## What is a Finite Geometric Series?

A geometric series is a sequence of numbers where each term is found by multiplying the previous term by a constant value called the common ratio. A finite geometric series is a geometric series with a specific number of terms.

For example, the sequence 2, 4, 8, 16, 32 is a finite geometric series with a common ratio of 2. The first term is 2, and there are 5 terms in the sequence.

## Formula for the Sum of a Finite Geometric Series

The sum of a finite geometric series can be calculated using the following formula:

S_{n} = a(1 - r^{n}) / (1 - r)

Where:

- S
_{n}is the sum of the first n terms of the series - a is the first term of the series
- r is the common ratio
- n is the number of terms in the series

## Example

Let's find the sum of the first 5 terms of the geometric series 2, 4, 8, 16, 32.

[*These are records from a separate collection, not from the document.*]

#[cfg(test)]
mod tests {
    use super::*;
    use crate::test_server::TestServer;
    use arcade_execution::{GameError, Phase};
    use arcade_house::HouseConfig;
    use arcade_types::{
        DepositRequest, Settlement, StreakStatus, Token, TokenBalance, WagerHistoryQuery,
    };
    use tokio::time::sleep;

    const TICKS_PER_PUMP: usize = 10;

    fn wallet() -> WalletAddress {
        WalletAddress::parse("0xadapter").unwrap()
    }

    fn token() -> Token {
        Token::parse("MIL").unwrap()
    }

    async fn fund(server: &TestServer, amount: i64) {
        server
            .house
            .record_deposit(DepositRequest {
                wallet: wallet(),
                tx_id: "0xfunding".to_string(),
                token: token(),
                amount: Decimal::new(amount, 0),
                chain: "base".to_string(),
            })
            .await
            .unwrap();
    }

    async fn pump_until(
        adapter: &mut WagerAdapter,
        arcade: &mut Arcade,
        mut done: impl FnMut(&AdapterEvent) -> bool,
    ) -> AdapterEvent {
        for _ in 0..2_000 {
            for event in adapter.poll(arcade) {
                if done(&event) {
                    return event;
                }
            }
            for _ in 0..TICKS_PER_PUMP {
                arcade.tick_all();
            }
            sleep(Duration::from_millis(2)).await;
        }
        panic!("adapter did not produce the expected event");
    }

    async fn ready(
        server: &TestServer,
        game: GameKind,
    ) -> (WagerAdapter, Arcade) {
        let client = Client::new(&server.base_url).unwrap();
        let mut adapter = WagerAdapter::new(client, wallet());
        let mut arcade = Arcade::new(token());
        arcade.open(game, Mode::Real);
        pump_until(&mut adapter, &mut arcade, |event| {
            matches!(event, AdapterEvent::BalanceRefreshed { .. })
        })
        .await;
        (adapter, arcade)
    }

    #[tokio::test(flavor = "multi_thread", worker_threads = 2)]
    async fn test_rejected_bet_returns_to_idle() {
        let server = TestServer::start(HouseConfig::default()).await;
        let (mut adapter, mut arcade) = ready(&server, GameKind::PegBoard).await;
        assert_eq!(
            arcade.get(GameKind::PegBoard).unwrap().displayed_balance(),
            Some(Decimal::ZERO)
        );

        adapter.place_bet(&mut arcade, GameKind::PegBoard).unwrap();
        let instance = arcade.get_mut(GameKind::PegBoard).unwrap();
        assert!(instance.is_bet_in_flight());
        // The round cannot start while the bet is in flight
        assert!(instance.start().is_err());
        assert!(matches!(
            adapter.place_bet(&mut arcade, GameKind::PegBoard),
            Err(Error::Game(GameError::RequestInFlight))
        ));

        let event = pump_until(&mut adapter, &mut arcade, |event| {
            matches!(event, AdapterEvent::BetFailed { .. })
        })
        .await;
        let AdapterEvent::BetFailed { error, .. } = event else {
            unreachable!();
        };
        assert!(error.is_insufficient_balance(), "unexpected error: {error}");

        let instance = arcade.get(GameKind::PegBoard).unwrap();
        assert_eq!(instance.phase(), Phase::Idle);
        assert!(!instance.is_bet_in_flight());
        assert!(!instance.needs_balance_refresh());
        assert_eq!(instance.displayed_balance(), Some(Decimal::ZERO));
        assert_eq!(server.house.open_rounds(), 0);
    }

    #[tokio::test(flavor = "multi_thread", worker_threads = 2)]
    async fn test_peg_round_is_reported_after_landing() {
        let server = TestServer::start(HouseConfig::default()).await;
        fund(&server, 10).await;
        let (mut adapter, mut arcade) = ready(&server, GameKind::PegBoard).await;
        assert_eq!(
            arcade.get(GameKind::PegBoard).unwrap().displayed_balance(),
            Some(Decimal::new(10, 0))
        );

        adapter.place_bet(&mut arcade, GameKind::PegBoard).unwrap();
        pump_until(&mut adapter, &mut arcade, |event| {
            matches!(event, AdapterEvent::BetAuthorized { .. })
        })
        .await;
        let instance = arcade.get_mut(GameKind::PegBoard).unwrap();
        assert_eq!(instance.phase(), Phase::Wagered);
        assert_eq!(instance.displayed_balance(), Some(Decimal::new(9, 0)));
        instance.start().unwrap();

        let event = pump_until(&mut adapter, &mut arcade, |event| {
            matches!(event, AdapterEvent::Settled { .. })
        })
        .await;
        let AdapterEvent::Settled { response, .. } = event else {
            unreachable!();
        };
        // Payouts are disabled, so the debit stands
        assert_ne!(response.settlement, Settlement::Credited);
        assert_eq!(response.balance, Decimal::new(9, 0));
        assert_eq!(
            arcade.get(GameKind::PegBoard).unwrap().displayed_balance(),
            Some(Decimal::new(9, 0))
        );
        let history = server.house.wager_history(&WagerHistoryQuery {
            wallet: wallet(),
            limit: None,
        });
        assert_eq!(history.wagers.len(), 1);
    }

    #[tokio::test(flavor = "multi_thread", worker_threads = 2)]
    async fn test_card_streak_guess_then_cash_out() {
        let server = TestServer::start(HouseConfig {
            payouts_enabled: true,
            ..Default::default()
        })
        .await;
        fund(&server, 10).await;
        let (mut adapter, mut arcade) = ready(&server, GameKind::CardStreak).await;

        adapter.place_bet(&mut arcade, GameKind::CardStreak).unwrap();
        pump_until(&mut adapter, &mut arcade, |event| {
            matches!(event, AdapterEvent::BetAuthorized { .. })
        })
        .await;
        let instance = arcade.get_mut(GameKind::CardStreak).unwrap();
        instance.start().unwrap();
        let Some(RoundView::CardStreak(view)) = instance.round_view() else {
            panic!("expected card streak round");
        };
        let rank = arcade_execution::cards::rank(view.cards[0]);
        let guess = if rank <= 7 { Guess::Higher } else { Guess::Lower };
        adapter
            .guess(&mut arcade, GameKind::CardStreak, guess)
            .unwrap();
        assert!(arcade
            .get(GameKind::CardStreak)
            .unwrap()
            .is_guess_in_flight());

        let event = pump_until(&mut adapter, &mut arcade, |event| {
            matches!(event, AdapterEvent::CardDrawn { .. })
        })
        .await;
        let AdapterEvent::CardDrawn { event, .. } = event else {
            unreachable!();
        };
        if event.is_none() {
            let instance = arcade.get_mut(GameKind::CardStreak).unwrap();
            assert!(instance.cash_out().unwrap().is_some());
        }

        let event = pump_until(&mut adapter, &mut arcade, |event| {
            matches!(event, AdapterEvent::Settled { .. })
        })
        .await;
        let AdapterEvent::Settled { response, .. } = event else {
            unreachable!();
        };
        let RoundView::CardStreak(settled) = response.round else {
            panic!("expected card streak round");
        };
        assert_eq!(settled.cards.len(), 2);
        match settled.status {
            StreakStatus::Busted => assert_eq!(response.settlement, Settlement::NoPayout),
            _ => assert_eq!(response.settlement, Settlement::Credited),
        }
        assert_eq!(
            server.house.balances(&wallet()).amount_of(&token()),
            response.balance
        );
    }

    #[tokio::test(flavor = "multi_thread", worker_threads = 2)]
    async fn test_timeout_requires_balance_refresh() {
        // Accepts connections but never answers
        let listener = tokio::net::TcpListener::bind("127.0.0.1:0").await.unwrap();
        let addr = listener.local_addr().unwrap();
        let client = Client::new(&format!("http://{addr}")).unwrap();
        let mut adapter =
            WagerAdapter::new(client, wallet()).with_timeout(Duration::from_millis(100));
        let mut arcade = Arcade::new(token());
        let instance = arcade.open(GameKind::MultiplierTarget, Mode::Real);
        instance.balance_refreshed(&BalancesResponse {
            balances: vec![TokenBalance {
                token: token(),
                amount: Decimal::new(10, 0),
            }],
        });

        adapter
            .place_bet(&mut arcade, GameKind::MultiplierTarget)
            .unwrap();
        let event = pump_until(&mut adapter, &mut arcade, |event| {
            matches!(event, AdapterEvent::BetFailed { .. })
        })
        .await;
        assert!(matches!(
            event,
            AdapterEvent::BetFailed {
                error: Error::Timeout,
                ..
            }
        ));

        let instance = arcade.get_mut(GameKind::MultiplierTarget).unwrap();
        assert_eq!(instance.phase(), Phase::Idle);
        assert!(instance.needs_balance_refresh());
        assert_eq!(
            instance.request_bet().unwrap_err(),
            GameError::BalanceRefreshRequired
        );
        drop(listener);
    }

    #[tokio::test(flavor = "multi_thread", worker_threads = 2)]
    async fn test_closed_game_discards_completion() {
        let server = TestServer::start(HouseConfig::default()).await;
        fund(&server, 10).await;
        let (mut adapter, mut arcade) = ready(&server, GameKind::PegBoard).await;

        adapter.place_bet(&mut arcade, GameKind::PegBoard).unwrap();
        assert!(arcade.close(GameKind::PegBoard));
        let event = pump_until(&mut adapter, &mut arcade, |event| {
            matches!(event, AdapterEvent::Discarded { .. })
        })
        .await;
        assert!(matches!(
            event,
            AdapterEvent::Discarded {
                game: GameKind::PegBoard
            }
        ));
        assert_eq!(adapter.in_flight(), 0);
        // The house holds the round until it is reported or expires
        assert_eq!(server.house.open_rounds(), 1);
        assert!(matches!(
            adapter.place_bet(&mut arcade, GameKind::PegBoard),
            Err(Error::NotOpen(GameKind::PegBoard))
        ));
    }

    #[tokio::test(flavor = "multi_thread", worker_threads = 2)]
    async fn test_gateway_error_requires_balance_refresh() {
        // A proxy that gives up on the house and answers for it
        let router = axum::Router::new().route(
            "/bet",
            axum::routing::post(|| async {
                (axum::http::StatusCode::GATEWAY_TIMEOUT, "upstream timed out")
            }),
        );
        let listener = tokio::net::TcpListener::bind("127.0.0.1:0").await.unwrap();
        let addr = listener.local_addr().unwrap();
        let proxy = tokio::spawn(async move {
            axum::serve(listener, router).await.unwrap();
        });
        let client = Client::new(&format!("http://{addr}")).unwrap();
        let mut adapter = WagerAdapter::new(client, wallet());
        let mut arcade = Arcade::new(token());
        let instance = arcade.open(GameKind::PegBoard, Mode::Real);
        instance.balance_refreshed(&BalancesResponse {
            balances: vec![TokenBalance {
                token: token(),
                amount: Decimal::new(10, 0),
            }],
        });

        adapter.place_bet(&mut arcade, GameKind::PegBoard).unwrap();
        let mut failure = None;
        for _ in 0..2_000 {
            if let Some(AdapterEvent::BetFailed { error, .. }) = adapter
                .poll(&mut arcade)
                .into_iter()
                .find(|event| matches!(event, AdapterEvent::BetFailed { .. }))
            {
                failure = Some(error);
                break;
            }
            sleep(Duration::from_millis(2)).await;
        }
        let error = failure.expect("bet should fail");
        assert!(
            matches!(
                error,
                Error::FailedWithBody {
                    status: reqwest::StatusCode::GATEWAY_TIMEOUT,
                    ..
                }
            ),
            "unexpected error: {error}"
        );

        // The house may have debited before the proxy gave up
        let instance = arcade.get_mut(GameKind::PegBoard).unwrap();
        assert_eq!(instance.phase(), Phase::Idle);
        assert!(instance.needs_balance_refresh());
        assert_eq!(
            instance.request_bet().unwrap_err(),
            GameError::BalanceRefreshRequired
        );
        proxy.abort();
    }

    #[tokio::test(flavor = "multi_thread", worker_threads = 2)]
    async fn test_reopened_game_ignores_bet_of_previous_opening() {
        let server = TestServer::start(HouseConfig::default()).await;
        fund(&server, 10).await;
        let (mut adapter, mut arcade) = ready(&server, GameKind::PegBoard).await;

        adapter.place_bet(&mut arcade, GameKind::PegBoard).unwrap();
        assert!(arcade.close(GameKind::PegBoard));
        let instance = arcade.open(GameKind::PegBoard, Mode::Real);
        instance.set_bet_amount(Decimal::new(2, 0)).unwrap();

        // Wait for the old bet to land and for a balance taken after it
        let mut discarded = false;
        let mut authorized = false;
        for _ in 0..2_000 {
            for event in adapter.poll(&mut arcade) {
                match event {
                    AdapterEvent::Discarded { .. } => discarded = true,
                    AdapterEvent::BetAuthorized { .. } => authorized = true,
                    _ => {}
                }
            }
            let instance = arcade.get(GameKind::PegBoard).unwrap();
            if discarded && !instance.needs_balance_refresh() {
                break;
            }
            sleep(Duration::from_millis(2)).await;
        }
        assert!(discarded);
        assert!(!authorized, "the old bet must not start a round");
        let instance = arcade.get(GameKind::PegBoard).unwrap();
        assert_eq!(instance.phase(), Phase::Idle);
        assert_eq!(instance.displayed_balance(), Some(Decimal::new(9, 0)));

        adapter.place_bet(&mut arcade, GameKind::PegBoard).unwrap();
        pump_until(&mut adapter, &mut arcade, |event| {
            matches!(event, AdapterEvent::BetAuthorized { .. })
        })
        .await;
        let instance = arcade.get_mut(GameKind::PegBoard).unwrap();
        assert_eq!(instance.displayed_balance(), Some(Decimal::new(7, 0)));
        instance.start().unwrap();

        let event = pump_until(&mut adapter, &mut arcade, |event| {
            matches!(
                event,
                AdapterEvent::Settled { .. } | AdapterEvent::ReportFailed { .. }
            )
        })
        .await;
        let AdapterEvent::Settled { response, .. } = event else {
            panic!("report should be accepted: {event:?}");
        };
        assert_eq!(response.balance, Decimal::new(7, 0));
        // The first round stays open until it expires
        assert_eq!(server.house.open_rounds(), 1);
    }
}
//! Write-behind SQLite persistence.
//!
//! Rows are loaded once at startup, then every mutation is queued on a bounded channel and
//! written by a dedicated thread. Every row here carries money, so a full queue makes the
//! caller wait rather than dropping the write.

use anyhow::Context;
use arcade_types::{
    DepositRecord, Token, WagerRecord, WalletAddress, WithdrawalRecord, WithdrawalStatus,
};
use rusqlite::{params, Connection};
use rust_decimal::Decimal;
use std::path::{Path, PathBuf};
use std::str::FromStr;
use tokio::sync::{mpsc, oneshot};
use tracing::{error, warn};

use crate::ledger::BalanceSnapshot;

pub enum PersistRequest {
    Balance(BalanceSnapshot),
    Deposit(DepositRecord),
    Wager(WagerRecord),
    Withdrawal(WithdrawalRecord),
    Flush(oneshot::Sender<()>),
}

#[derive(Clone, Copy, Debug, PartialEq, Eq)]
pub enum PersistStatus {
    Queued,
    /// The queue was full and the caller waited for room.
    Waited,
    /// The worker has stopped; the write was lost.
    Closed,
}

/// Everything loaded from disk at startup.
#[derive(Debug, Default)]
pub struct Restored {
    pub balances: Vec<BalanceSnapshot>,
    pub deposits: Vec<DepositRecord>,
    pub wagers: Vec<WagerRecord>,
    pub withdrawals: Vec<WithdrawalRecord>,
}

pub struct HousePersistence {
    sender: mpsc::Sender<PersistRequest>,
}

impl HousePersistence {
    pub fn load_and_start_sqlite(
        path: &Path,
        buffer_size: usize,
        wager_history_limit: Option<usize>,
    ) -> anyhow::Result<(Self, Restored)> {
        let conn = Connection::open(path).context("open house persistence db")?;
        init_schema_sqlite(&conn)?;

        let restored = Restored {
            balances: load_balances_sqlite(&conn)?,
            deposits: load_records_sqlite(&conn, "SELECT record FROM deposits ORDER BY id ASC")?,
            wagers: load_wagers_sqlite(&conn, wager_history_limit)?,
            withdrawals: load_records_sqlite(
                &conn,
                "SELECT record FROM withdrawals ORDER BY id ASC",
            )?,
        };
        drop(conn);

        let (sender, receiver) = mpsc::channel(buffer_size.max(1));
        let path = path.to_path_buf();
        std::thread::spawn(move || {
            persistence_worker(path, receiver);
        });

        Ok((Self { sender }, restored))
    }

    pub async fn persist(&self, request: PersistRequest) -> PersistStatus {
        match self.sender.try_send(request) {
            Ok(()) => PersistStatus::Queued,
            Err(mpsc::error::TrySendError::Full(request)) => {
                warn!("House persistence channel full; waiting for room");
                match self.sender.send(request).await {
                    Ok(()) => PersistStatus::Waited,
                    Err(_) => PersistStatus::Closed,
                }
            }
            Err(mpsc::error::TrySendError::Closed(_)) => PersistStatus::Closed,
        }
    }

    /// Wait until every request queued before this call has been written.
    pub async fn flush(&self) {
        let (tx, rx) = oneshot::channel();
        if self.sender.send(PersistRequest::Flush(tx)).await.is_ok() {
            let _ = rx.await;
        }
    }
}

fn init_schema_sqlite(conn: &Connection) -> anyhow::Result<()> {
    conn.execute_batch(
        "PRAGMA journal_mode=WAL;
         PRAGMA synchronous=NORMAL;
         CREATE TABLE IF NOT EXISTS balances (
             wallet TEXT NOT NULL,
             token TEXT NOT NULL,
             amount TEXT NOT NULL,
             version INTEGER NOT NULL,
             updated_at INTEGER NOT NULL,
             PRIMARY KEY (wallet, token)
         );
         CREATE TABLE IF NOT EXISTS deposits (
             id INTEGER PRIMARY KEY,
             tx_id TEXT NOT NULL UNIQUE,
             wallet TEXT NOT NULL,
             record TEXT NOT NULL
         );
         CREATE TABLE IF NOT EXISTS wagers (
             id INTEGER PRIMARY KEY,
             wallet TEXT NOT NULL,
             auth_id TEXT NOT NULL UNIQUE,
             record TEXT NOT NULL
         );
         CREATE INDEX IF NOT EXISTS wagers_by_wallet ON wagers (wallet, id);
         CREATE TABLE IF NOT EXISTS withdrawals (
             id INTEGER PRIMARY KEY,
             wallet TEXT NOT NULL,
             status TEXT NOT NULL,
             record TEXT NOT NULL
         );",
    )
    .context("init house persistence schema")?;
    Ok(())
}

fn load_balances_sqlite(conn: &Connection) -> anyhow::Result<Vec<BalanceSnapshot>> {
    let mut stmt =
        conn.prepare("SELECT wallet, token, amount, version, updated_at FROM balances")?;
    let rows = stmt.query_map([], |row| {
        Ok((
            row.get::<_, String>(0)?,
            row.get::<_, String>(1)?,
            row.get::<_, String>(2)?,
            row.get::<_, i64>(3)?,
            row.get::<_, i64>(4)?,
        ))
    })?;

    let mut balances = Vec::new();
    for row in rows {
        let (wallet, token, amount, version, updated_at) = row?;
        balances.push(BalanceSnapshot {
            wallet: WalletAddress::parse(&wallet)
                .with_context(|| format!("invalid persisted wallet {wallet}"))?,
            token: Token::parse(&token)
                .with_context(|| format!("invalid persisted token {token}"))?,
            amount: Decimal::from_str(&amount)
                .with_context(|| format!("invalid persisted amount {amount}"))?,
            version: version as u64,
            updated_at: updated_at as u64,
        });
    }
    Ok(balances)
}

fn load_wagers_sqlite(
    conn: &Connection,
    max_per_wallet: Option<usize>,
) -> anyhow::Result<Vec<WagerRecord>> {
    match max_per_wallet {
        Some(limit) => load_records_sqlite(
            conn,
            &format!(
                "SELECT record FROM (
                     SELECT record, id, ROW_NUMBER() OVER (PARTITION BY wallet ORDER BY id DESC) AS rn
                     FROM wagers
                 ) WHERE rn <= {limit} ORDER BY id ASC"
            ),
        ),
        None => load_records_sqlite(conn, "SELECT record FROM wagers ORDER BY id ASC"),
    }
}

fn load_records_sqlite<T: serde::de::DeserializeOwned>(
    conn: &Connection,
    query: &str,
) -> anyhow::Result<Vec<T>> {
    let mut stmt = conn.prepare(query)?;
    let rows = stmt.query_map([], |row| row.get::<_, String>(0))?;

    let mut records = Vec::new();
    for row in rows {
        let json = row?;
        records.push(serde_json::from_str(&json).context("decode persisted record")?);
    }
    Ok(records)
}

fn write_request(conn: &Connection, request: &PersistRequest) -> anyhow::Result<()> {
    match request {
        PersistRequest::Balance(snapshot) => {
            conn.execute(
                "INSERT INTO balances (wallet, token, amount, version, updated_at)
                 VALUES (?1, ?2, ?3, ?4, ?5)
                 ON CONFLICT(wallet, token) DO UPDATE SET
                     amount = excluded.amount,
                     version = excluded.version,
                     updated_at = excluded.updated_at
                 WHERE excluded.version > balances.version",
                params![
                    snapshot.wallet.as_str(),
                    snapshot.token.as_str(),
                    snapshot.amount.to_string(),
                    snapshot.version as i64,
                    snapshot.updated_at as i64,
                ],
            )?;
        }
        PersistRequest::Deposit(record) => {
            conn.execute(
                "INSERT OR IGNORE INTO deposits (id, tx_id, wallet, record) VALUES (?1, ?2, ?3, ?4)",
                params![
                    record.id as i64,
                    record.tx_id,
                    record.wallet.as_str(),
                    serde_json::to_string(record)?,
                ],
            )?;
        }
        PersistRequest::Wager(record) => {
            conn.execute(
                "INSERT OR IGNORE INTO wagers (id, wallet, auth_id, record) VALUES (?1, ?2, ?3, ?4)",
                params![
                    record.id as i64,
                    record.wallet.as_str(),
                    record.authorization.to_string(),
                    serde_json::to_string(record)?,
                ],
            )?;
        }
        PersistRequest::Withdrawal(record) => {
            conn.execute(
                "INSERT OR REPLACE INTO withdrawals (id, wallet, status, record) VALUES (?1, ?2, ?3, ?4)",
                params![
                    record.id as i64,
                    record.wallet.as_str(),
                    match record.status {
                        WithdrawalStatus::Pending => "pending",
                    },
                    serde_json::to_string(record)?,
                ],
            )?;
        }
        PersistRequest::Flush(_) => {}
    }
    Ok(())
}

fn persistence_worker(path: PathBuf, mut receiver: mpsc::Receiver<PersistRequest>) {
    let conn = match Connection::open(&path) {
        Ok(conn) => conn,
        Err(err) => {
            error!("House persistence open failed: {err}");
            return;
        }
    };

    if let Err(err) = init_schema_sqlite(&conn) {
        error!("House persistence init failed: {err}");
        return;
    }

    while let Some(request) = receiver.blocking_recv() {
        if let PersistRequest::Flush(done) = request {
            let _ = done.send(());
            continue;
        }
        if let Err(err) = write_request(&conn, &request) {
            error!("House persistence write failed: {err}");
        }
    }
}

In this case, a = 2, r = 2, and n = 5.

Substituting these values into the formula, we get:

S_{5} = 2(1 - 2^{5}) / (1 - 2)

S_{5} = 2(1 - 32) / (-1)

S_{5} = 2(-31) / (-1)

S_{5} = 62

Therefore, the sum of the first 5 terms of the geometric series 2, 4, 8, 16, 32 is 62.

## Practice Questions

Here are some practice questions to help you solidify your understanding of finite geometric series:

- Find the sum of the first 10 terms of the geometric series 3, 6, 12, 24, ...
- Find the sum of the first 8 terms of the geometric series 1, -2, 4, -8, ...
- Find the sum of the first 6 terms of the geometric series 5, 10, 20, 40, ...

## Key Takeaways

- A geometric series is a sequence where each term is found by multiplying the previous term by a constant value (the common ratio).
- A finite geometric series has a specific number of terms.
- The formula for the sum of a finite geometric series is S
_{n}= a(1 - r^{n}) / (1 - r).

By understanding the formula and applying it to practice problems, you can easily calculate the sum of any finite geometric series.